I'm curious too. My stihl dealer has been getting some husky saws in and should have their top handle saws in next week. I've been nursing my old girls and I'm due for a new climbing saw but I refuse to buy another stihl unless they change the caps. I picked up a couple commercial huskys that were comparable to the 460 and 660 and they just looked and felt so "home depot" - chain brakes, everything just reminded me of homelite.. I also checked out the 201 and nothing about that saw impressed me.


----------



## dts99 (Jan 3, 2012)

tree md said:


> I have been tossing around the idea of getting a couple of husky saws. I've been looking at the husky 338T as I am planing on buying a new climbing saw pretty soon and wouldn't mind having a 346XP... Only thing is all of my saws are Stihl. I really don't think it would make a lot of sense to start buying huskies. Every climber that I have talked to who is using the 338 is raving about it though. Kinda has me curious.



i run all stihl exept a 346xp, its slimmer than 260 better for climbing i think


----------



## Koa Man (Jan 4, 2012)

I run 16s on all my 200s. 14 on the one 192 I have.
Four of these just rebuilt by dealer at $200 a piece.
They run like new now and sure a lot cheaper than buying a new one,
although one of them is brand new and hasn't even been started by me yet.


----------



## TimberMcPherson (Jan 4, 2012)

I like 12's for general work, cuts fast, sharpens quick and give minimum resistance while pushing through the canopy.

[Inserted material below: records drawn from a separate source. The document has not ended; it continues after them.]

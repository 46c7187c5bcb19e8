//! Authentication endpoints.

use axum::{extract::State, http::header, http::HeaderMap, Extension, Json};

use super::{success, ApiResult};
use crate::errors::AppError;
use crate::models::{ChangePasswordRequest, LoginRequest, LoginResponse, SessionUser};
use crate::AppState;

/// POST /api/auth/login - Exchange credentials for a session token.
pub async fn login(
    State(state): State<AppState>,
    Json(request): Json<LoginRequest>,
) -> ApiResult<LoginResponse> {
    match state.identity.login(&request.username, &request.password) {
        Some((token, user)) => {
            tracing::info!(username = %user.username, role = user.role.as_str(), "login");
            success(LoginResponse { token, user })
        }
        None => Err(AppError::Unauthorized(
            "Invalid username or password".to_string(),
        )),
    }
}

/// POST /api/auth/logout - End the current session.
pub async fn logout(State(state): State<AppState>, headers: HeaderMap) -> ApiResult<()> {
    if let Some(token) = headers
        .get(header::AUTHORIZATION)
        .and_then(|v| v.to_str().ok())
        .and_then(|s| s.strip_prefix("Bearer "))
    {
        state.identity.logout(token);
    }
    success(())
}

/// GET /api/auth/me - The current principal.
pub async fn me(Extension(principal): Extension<SessionUser>) -> ApiResult<SessionUser> {
    success(principal)
}

/// PUT /api/auth/password - Change the current user's password.
pub async fn change_password(
    State(state): State<AppState>,
    Extension(principal): Extension<SessionUser>,
    Json(request): Json<ChangePasswordRequest>,
) -> ApiResult<()> {
    if request.new_password != request.confirm_password {
        return Err(AppError::Validation("Passwords do not match".to_string()));
    }
    if request.new_password.len() < 4 {
        return Err(AppError::Validation(
            "Password must be at least 4 characters".to_string(),
        ));
    }

    state.identity.change_password(
        &principal.id,
        &request.current_password,
        &request.new_password,
    )?;

    tracing::info!(username = %principal.username, "password changed");
    success(())
}
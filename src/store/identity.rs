//! Identity store: user table, credential checks, and server-side sessions.
//!
//! Credentials are compared in constant time. Sessions are opaque tokens
//! held only in memory; nothing credential-shaped ever leaves the store.

use std::collections::HashMap;
use std::sync::RwLock;
use std::time::{Duration, Instant};

use subtle::ConstantTimeEq;

use crate::errors::AppError;
use crate::models::{SessionUser, User};

use super::{read_lock, write_lock};

struct Session {
    user_id: String,
    created_at: Instant,
}

/// Owner of the user table and the session map.
pub struct IdentityStore {
    users: RwLock<Vec<User>>,
    sessions: RwLock<HashMap<String, Session>>,
    session_ttl: Duration,
}

impl IdentityStore {
    pub fn new(users: Vec<User>, session_ttl: Duration) -> Self {
        Self {
            users: RwLock::new(users),
            sessions: RwLock::new(HashMap::new()),
            session_ttl,
        }
    }

    /// Check credentials and mint a session. Returns None on any mismatch,
    /// leaving all state untouched.
    pub fn login(&self, username: &str, password: &str) -> Option<(String, SessionUser)> {
        let users = read_lock(&self.users);
        let user = users
            .iter()
            .find(|u| u.username == username && constant_time_compare(&u.password, password))?;
        let principal = SessionUser::from(user);
        drop(users);

        let token = uuid::Uuid::new_v4().to_string();
        write_lock(&self.sessions).insert(
            token.clone(),
            Session {
                user_id: principal.id.clone(),
                created_at: Instant::now(),
            },
        );

        Some((token, principal))
    }

    /// Resolve a session token to its principal. Expired sessions are
    /// dropped on sight.
    pub fn resolve(&self, token: &str) -> Option<SessionUser> {
        let user_id = {
            let mut sessions = write_lock(&self.sessions);
            match sessions.get(token) {
                Some(session) if session.created_at.elapsed() <= self.session_ttl => {
                    session.user_id.clone()
                }
                Some(_) => {
                    sessions.remove(token);
                    return None;
                }
                None => return None,
            }
        };

        read_lock(&self.users)
            .iter()
            .find(|u| u.id == user_id)
            .map(SessionUser::from)
    }

    /// Remove a session. Idempotent.
    pub fn logout(&self, token: &str) {
        write_lock(&self.sessions).remove(token);
    }

    /// Change a user's password after verifying the current one.
    pub fn change_password(
        &self,
        user_id: &str,
        current: &str,
        new: &str,
    ) -> Result<(), AppError> {
        let mut users = write_lock(&self.users);
        let user = users
            .iter_mut()
            .find(|u| u.id == user_id)
            .ok_or_else(|| AppError::NotFound(format!("User {} not found", user_id)))?;

        if !constant_time_compare(&user.password, current) {
            return Err(AppError::Unauthorized(
                "Current password is incorrect".to_string(),
            ));
        }

        user.password = new.to_string();
        Ok(())
    }
}

/// Perform constant-time string comparison.
fn constant_time_compare(a: &str, b: &str) -> bool {
    a.as_bytes().ct_eq(b.as_bytes()).into()
}
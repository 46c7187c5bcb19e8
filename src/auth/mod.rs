//! Session-based authentication and role enforcement.
//!
//! Protected routers are wrapped in [`session_auth_layer`]: the bearer token
//! is resolved against the identity store and the principal is inserted into
//! request extensions for handlers to extract. A missing or stale session is
//! a 401; a live session with the wrong role is a 403.

use std::sync::Arc;

use axum::{
    extract::Request,
    http::{header, StatusCode},
    middleware::Next,
    response::{IntoResponse, Response},
    Json,
};

use crate::errors::{codes, ErrorDetails, ErrorResponse};
use crate::models::Role;
use crate::store::IdentityStore;

/// Authentication layer function. `required_role`, when given, restricts the
/// wrapped routes to principals of that role.
pub async fn session_auth_layer(
    identity: Arc<IdentityStore>,
    required_role: Option<Role>,
    mut request: Request,
    next: Next,
) -> Response {
    let Some(token) = bearer_token(&request) else {
        return unauthorized_response("Missing bearer token");
    };

    let Some(principal) = identity.resolve(&token) else {
        return unauthorized_response("Invalid or expired session");
    };

    if let Some(role) = required_role {
        if principal.role != role {
            return forbidden_response(&format!(
                "This area requires the {} role",
                role.as_str()
            ));
        }
    }

    request.extensions_mut().insert(principal);
    next.run(request).await
}

/// Extract the token from the Authorization header.
fn bearer_token(request: &Request) -> Option<String> {
    request
        .headers()
        .get(header::AUTHORIZATION)
        .and_then(|v| v.to_str().ok())
        .and_then(|s| s.strip_prefix("Bearer "))
        .map(|s| s.to_string())
}

/// Create an unauthorized response.
fn unauthorized_response(message: &str) -> Response {
    error_response(StatusCode::UNAUTHORIZED, codes::UNAUTHORIZED, message)
}

/// Create a forbidden response.
fn forbidden_response(message: &str) -> Response {
    error_response(StatusCode::FORBIDDEN, codes::FORBIDDEN, message)
}

fn error_response(status: StatusCode, code: &str, message: &str) -> Response {
    let body = ErrorResponse {
        success: false,
        error: ErrorDetails {
            code: code.to_string(),
            message: message.to_string(),
        },
    };

    (status, Json(body)).into_response()
}

#[cfg(test)]
mod tests {
    use super::*;
    use axum::body::Body;

    fn request_with_auth(value: Option<&str>) -> Request {
        let mut builder = axum::http::Request::builder().uri("/");
        if let Some(v) = value {
            builder = builder.header(header::AUTHORIZATION, v);
        }
        builder.body(Body::empty()).unwrap()
    }

    #[test]
    fn test_bearer_token_present() {
        let req = request_with_auth(Some("Bearer abc-123"));
        assert_eq!(bearer_token(&req).as_deref(), Some("abc-123"));
    }

    #[test]
    fn test_bearer_token_missing_header() {
        let req = request_with_auth(None);
        assert!(bearer_token(&req).is_none());
    }

    #[test]
    fn test_bearer_token_wrong_scheme() {
        let req = request_with_auth(Some("Basic abc-123"));
        assert!(bearer_token(&req).is_none());
    }
}
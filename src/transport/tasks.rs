//! Background task placement.
//!
//! ```text
//!  Core 1 (APP)                       Core 0 (PRO)
//!  ┌───────────────────┐              ┌──────────────────┐
//!  │ ble-worker  pri 5 │◀── queue ────│ Bluedroid GATT   │
//!  │ ble-stream  pri 4 │              │ callbacks        │
//!  │ ble-monitor pri 2 │              └──────────────────┘
//!  └───────────────────┘
//! ```

use std::io;
use std::sync::Arc;
use std::thread::JoinHandle;

use super::gateway::GatewayTransport;
use super::{monitor, stream, worker};
use crate::drivers::task_pin::{Core, TaskSpec, spawn_on_core};
use crate::ports::{MetricsSink, TelemetrySource};

pub const WORKER_TASK: TaskSpec = TaskSpec {
    core: Core::App,
    priority: 5,
    stack_kb: 12,
    name: "ble-worker\0",
};

pub const STREAM_TASK: TaskSpec = TaskSpec {
    core: Core::App,
    priority: 4,
    stack_kb: 8,
    name: "ble-stream\0",
};

pub const MONITOR_TASK: TaskSpec = TaskSpec {
    core: Core::App,
    priority: 2,
    stack_kb: 6,
    name: "ble-monitor\0",
};

/// Handles of the running transport tasks.
pub struct TaskHandles {
    pub worker: JoinHandle<()>,
    pub streamer: JoinHandle<()>,
    pub monitor: JoinHandle<()>,
}

impl TaskHandles {
    /// Wait for all tasks to exit after [`GatewayTransport::shutdown`].
    pub fn join(self) {
        for (name, handle) in [
            ("worker", self.worker),
            ("streamer", self.streamer),
            ("monitor", self.monitor),
        ] {
            if handle.join().is_err() {
                log::error!("TASKS: {} panicked", name);
            }
        }
    }
}

/// Start the worker, streamer and monitor tasks.
pub fn spawn_all(
    transport: &Arc<GatewayTransport>,
    telemetry: Arc<dyn TelemetrySource>,
    sink: Box<dyn MetricsSink>,
) -> io::Result<TaskHandles> {
    let t = Arc::clone(transport);
    let worker = spawn_on_core(WORKER_TASK, move || worker::run_worker(t))?;

    let t = Arc::clone(transport);
    let streamer = spawn_on_core(STREAM_TASK, move || stream::run_streamer(t, telemetry))?;

    let t = Arc::clone(transport);
    let monitor = spawn_on_core(MONITOR_TASK, move || monitor::run_monitor(t, sink))?;

    Ok(TaskHandles {
        worker,
        streamer,
        monitor,
    })
}
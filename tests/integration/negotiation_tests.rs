//! MTU negotiation driven through the monitor tick.

use core::time::Duration;

use gatelink::config::TransportConfig;
use gatelink::ports::Clock;
use gatelink::transport::negotiation::{LinkState, Resolution};
use serde_json::json;

use crate::mocks::Harness;

const MONITOR_MS: u64 = 500;

/// Tick the monitor every 500 ms until negotiation leaves the
/// negotiating states or `limit_ms` passes. Returns the resolutions seen.
fn run_monitor(h: &Harness, limit_ms: u64) -> Vec<Resolution> {
    let mut resolutions = Vec::new();
    while h.clock.now_ms() <= limit_ms {
        if let Some(r) = h.transport.monitor_tick() {
            resolutions.push(r);
        }
        if matches!(
            h.transport.link_state(),
            Some(LinkState::Completed { .. } | LinkState::Failed { .. })
        ) {
            break;
        }
        h.clock.sleep(Duration::from_millis(MONITOR_MS));
    }
    resolutions
}

#[test]
fn peer_granting_mtu_completes_on_connect() {
    let h = Harness::new();
    h.connect_with_mtu(247);

    assert_eq!(h.transport.link_state(), Some(LinkState::Completed { mtu: 247 }));
    assert_eq!(h.transport.chunk_size(), 244);
    let m = h.transport.metrics().unwrap();
    assert_eq!(m.negotiated_mtu, 247);
    assert_eq!(m.negotiation_attempts, 1);
}

#[test]
fn late_exchange_completes_on_later_tick() {
    let h = Harness::new();
    h.link.grant_mtu(None);
    h.link.connect(23);
    h.transport.on_connect();
    assert!(h.transport.link_state().unwrap().is_negotiating());

    h.clock.advance(1_000);
    h.link.set_mtu(185);
    assert!(h.transport.monitor_tick().is_none());

    assert_eq!(h.transport.link_state(), Some(LinkState::Completed { mtu: 185 }));
    assert_eq!(h.transport.chunk_size(), 182);
}

#[test]
fn silent_peer_falls_back_within_bound() {
    let h = Harness::new();
    h.link.grant_mtu(None);
    h.link.connect(23);
    let start = h.clock.now_ms();
    h.transport.on_connect();

    let resolutions = run_monitor(&h, start + 30_000);
    let elapsed = h.clock.now_ms() - start;

    // 3 timeouts + 2 backoffs (with jitter) + monitor granularity + settle.
    assert!(elapsed <= 17_200, "fallback after {elapsed} ms");
    assert!(elapsed > 15_000, "fallback after {elapsed} ms");
    assert_eq!(h.transport.link_state(), Some(LinkState::Failed { fallback_mtu: 185 }));

    let retries: Vec<u8> = resolutions
        .iter()
        .filter_map(|r| match r {
            Resolution::Retrying { attempt, delay } => {
                let base = 100u64 << (attempt - 1);
                let ms = delay.as_millis() as u64;
                assert!((base..=base + 100).contains(&ms), "backoff {ms} ms");
                Some(*attempt)
            }
            _ => None,
        })
        .collect();
    assert_eq!(retries, vec![1, 2]);
    assert!(matches!(
        resolutions.last(),
        Some(Resolution::Failed { fallback_mtu: 185 })
    ));

    let m = h.transport.metrics().unwrap();
    assert_eq!(m.negotiation_attempts, 3);
    assert_eq!(m.negotiation_timeouts, 3);
    assert_eq!(m.negotiation_failures, 1);
    assert_eq!(m.negotiated_mtu, 185);
}

#[test]
fn next_send_uses_fallback_unit() {
    let h = Harness::new();
    h.link.grant_mtu(None);
    h.link.connect(23);
    h.transport.on_connect();
    run_monitor(&h, 30_000);
    h.link.take_sent();

    h.transport
        .send_response(&json!({"type": "get_config", "data": "y".repeat(600)}))
        .unwrap();

    let sent = h.link.sent();
    assert_eq!(sent[0].len(), 182);
    assert_eq!(h.transport.chunk_size(), 182);
}

#[test]
fn fallback_is_floored_at_one_hundred() {
    let cfg = TransportConfig {
        fallback_mtu: 100,
        negotiation_max_retries: 0,
        ..TransportConfig::default()
    };
    let h = Harness::with_config(cfg);
    h.link.grant_mtu(None);
    h.link.connect(23);
    h.transport.on_connect();

    run_monitor(&h, 30_000);

    assert_eq!(h.transport.link_state(), Some(LinkState::Failed { fallback_mtu: 100 }));
    assert_eq!(h.transport.chunk_size(), 97);
}

#[test]
fn disconnect_invalidates_pending_negotiation() {
    let h = Harness::new();
    h.link.grant_mtu(None);
    h.link.connect(23);
    h.transport.on_connect();

    h.disconnect();
    assert_eq!(h.transport.link_state(), Some(LinkState::Idle));

    h.clock.advance(60_000);
    assert!(h.transport.monitor_tick().is_none());
    assert_eq!(h.transport.link_state(), Some(LinkState::Idle));
}

#[test]
fn reconnect_restarts_negotiation() {
    let h = Harness::new();
    h.link.grant_mtu(None);
    h.link.connect(23);
    h.transport.on_connect();
    run_monitor(&h, 30_000);
    assert!(matches!(h.transport.link_state(), Some(LinkState::Failed { .. })));

    h.disconnect();
    h.connect_with_mtu(247);

    assert_eq!(h.transport.link_state(), Some(LinkState::Completed { mtu: 247 }));
    assert_eq!(h.transport.metrics().unwrap().negotiation_failures, 0);
}
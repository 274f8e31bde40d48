//! Adapters: concrete implementations of the hexagonal port traits.
//!
//! | Adapter    | Implements    | Connects to                 |
//! |------------|---------------|-----------------------------|
//! | `ble`      | LinkPort      | Bluedroid GATT server       |
//! | `heap`     | HeapPort      | ESP-IDF heap (PSRAM + DRAM) |
//! | `log_sink` | MetricsSink   | Serial log output           |
//! | `time`     | Clock         | ESP32 high-resolution timer |

pub mod ble;
pub mod heap;
pub mod log_sink;
pub mod time;
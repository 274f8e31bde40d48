//! Telemetry streaming to the connected peer.
//!
//! The streaming flag sits behind its own lock with a bounded wait; a busy
//! lock reads as "not streaming" so the streamer simply tries again on its
//! next poll. The telemetry source is only touched while streaming is on.

use core::time::Duration;
use std::sync::Arc;

use log::{debug, info, warn};
use parking_lot::Mutex;

use super::gateway::GatewayTransport;
use crate::ports::TelemetrySource;

/// Documents forwarded per poll before yielding back to the loop.
const MAX_BATCH: usize = 8;

/// Stream subscription state.
#[derive(Debug, Clone, Copy, PartialEq, Eq)]
pub enum StreamState {
    /// No telemetry sent.
    Inactive,
    /// Queued telemetry is forwarded as it arrives.
    Active,
}

pub struct StreamControl {
    state: Mutex<StreamState>,
    lock_timeout: Duration,
}

impl StreamControl {
    pub fn new(lock_timeout: Duration) -> Self {
        Self {
            state: Mutex::new(StreamState::Inactive),
            lock_timeout,
        }
    }

    /// Returns `false` if the lock was busy and nothing changed.
    pub fn enable(&self) -> bool {
        self.set(StreamState::Active)
    }

    pub fn disable(&self) -> bool {
        self.set(StreamState::Inactive)
    }

    pub fn is_active(&self) -> bool {
        self.state
            .try_lock_for(self.lock_timeout)
            .is_some_and(|s| *s == StreamState::Active)
    }

    fn set(&self, next: StreamState) -> bool {
        let Some(mut state) = self.state.try_lock_for(self.lock_timeout) else {
            warn!("STREAM: flag lock busy, {:?} not applied", next);
            return false;
        };
        if *state != next {
            info!("STREAM: {:?} -> {:?}", *state, next);
            *state = next;
        }
        true
    }
}

/// Forward queued telemetry while streaming stays on. Returns how many
/// documents went out.
pub fn pump(transport: &GatewayTransport, source: &dyn TelemetrySource) -> usize {
    let mut forwarded = 0;
    while forwarded < MAX_BATCH && transport.is_streaming() && source.has_data() {
        let Some(doc) = source.dequeue() else {
            break;
        };
        if let Err(e) = transport.send_telemetry(&doc) {
            warn!("STREAM: telemetry document dropped: {}", e);
            break;
        }
        forwarded += 1;
    }
    if forwarded > 0 {
        debug!("STREAM: forwarded {} document(s)", forwarded);
    }
    forwarded
}

/// Streamer task body. Returns once shutdown is requested.
pub fn run_streamer(transport: Arc<GatewayTransport>, source: Arc<dyn TelemetrySource>) {
    let poll = Duration::from_millis(u64::from(transport.config().stream_poll_ms));
    info!("STREAM: started");
    while !transport.is_shutting_down() {
        if transport.is_streaming() {
            pump(&transport, source.as_ref());
        }
        transport.clock().sleep(poll);
    }
    info!("STREAM: stopped");
}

But have a 16 on our "dismantle" MS200.


----------



## k5alive (Jan 4, 2012)

I run 16'', keep it sharp with a good bar and you can rip through just about anything growing around here.


----------



## lone wolf (Jan 4, 2012)

Blakesmaster said:


> The sprocket is still spinning the same speed regardless of the bar length. The advantage of a shorter bar is in the power because there is less friction and weight from the shorter chain.



But the chain aint!


----------



## Blakesmaster (Jan 4, 2012)

lone wolf said:


> But the chain aint!



You're right...kinda. I made a picture!








Imagine the smallest circle as your sprocket/axle. As you can see in the first two pictures the axle will affect how fast the rim moves on the outer edge in a conventional setup on a car. In the second two pictures you see how it affects a chain. Yes, the chain will go around more times (faster) with the smaller one but it is not moving your teeth or cutting any faster. For that to take place your axle needs to be in the middle like in the first 2 pics.

View attachment 215106


----------



## lone wolf (Jan 4, 2012)

Formula for Chain Speed Calculation

Take chain pitch and multiply x two.
Multiply above number by number of teeth on sprocket of saw.
Multiply that number by saw RPM. The number you get will be chain speed in inches per minute. To convert to feet divide by 12. To convert to feet per second divide by 720.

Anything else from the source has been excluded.